━━━ TASK MATERIAL
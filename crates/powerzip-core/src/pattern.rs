//! Last-resort range heuristic.
//!
//! Maps numeric ZIP ranges to the dominant utility of the region. Pure and
//! always available, but never better than [`Confidence::Low`].

use crate::data::{PATTERN_RANGES, PatternRange};
use crate::result::{Confidence, Method, ResolutionResult};
use crate::zip::ZipCode;

/// Narrowest range containing the ZIP. Ties go to the earlier table entry.
pub fn match_pattern(zip: ZipCode) -> Option<&'static PatternRange> {
    let value = zip.value();
    let mut best: Option<&'static PatternRange> = None;
    for range in PATTERN_RANGES {
        if !(range.start..=range.end).contains(&value) {
            continue;
        }
        let narrower = best.is_none_or(|b| range.end - range.start < b.end - b.start);
        if narrower {
            best = Some(range);
        }
    }
    best
}

/// Resolve a ZIP from range patterns alone.
///
/// `None` means no range matched and the caller should report non-coverage.
pub fn resolve_by_pattern(zip: ZipCode) -> Option<ResolutionResult> {
    let range = match_pattern(zip)?;
    Some(ResolutionResult::new(
        zip,
        range.utility,
        Method::PatternMatch,
        Confidence::Low,
    ))
}

pub fn pattern_ranges() -> &'static [PatternRange] {
    PATTERN_RANGES
}

#[cfg(test)]
mod tests {
    use super::*;
    use crate::utility::{Tdsp, Zone};

    fn zip(s: &str) -> ZipCode {
        ZipCode::parse(s).unwrap()
    }

    #[test]
    fn houston_range() {
        let r = resolve_by_pattern(zip("77099")).unwrap();
        assert_eq!(r.utility, Tdsp::CenterPoint);
        assert_eq!(r.method, Method::PatternMatch);
        assert_eq!(r.confidence, Confidence::Low);
        assert!(r.alternatives.is_empty());
    }

    #[test]
    fn narrower_range_wins() {
        assert_eq!(match_pattern(zip("77591")).unwrap().utility, Tdsp::Tnmp);
        assert_eq!(match_pattern(zip("77589")).unwrap().utility, Tdsp::CenterPoint);
        assert_eq!(match_pattern(zip("79760")).unwrap().utility, Tdsp::Tnmp);
        assert_eq!(match_pattern(zip("79780")).unwrap().utility, Tdsp::Oncor);
    }

    #[test]
    fn valley_zone() {
        assert_eq!(match_pattern(zip("78577")).unwrap().zone, Zone::Valley);
    }

    #[test]
    fn gaps_return_none() {
        assert!(resolve_by_pattern(zip("75500")).is_none());
        assert!(resolve_by_pattern(zip("79101")).is_none());
        assert!(resolve_by_pattern(zip("76301")).is_none());
    }

    #[test]
    fn never_above_low() {
        for value in (75000..=79999).step_by(7) {
            let z = ZipCode::parse(&value.to_string()).unwrap();
            if let Some(r) = resolve_by_pattern(z) {
                assert_eq!(r.confidence, Confidence::Low, "{z}");
            }
        }
    }

    #[test]
    fn ranges_are_well_formed() {
        for r in pattern_ranges() {
            assert!(r.start <= r.end, "{}", r.region);
            assert!(r.start >= 75000 && r.end <= 79999, "{}", r.region);
        }
    }
}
━━━━━━
TASK BRIEF => In the records above, how many lines hold the string "parse"? Respond with that number only.

EXPECTED OUTPUT => 2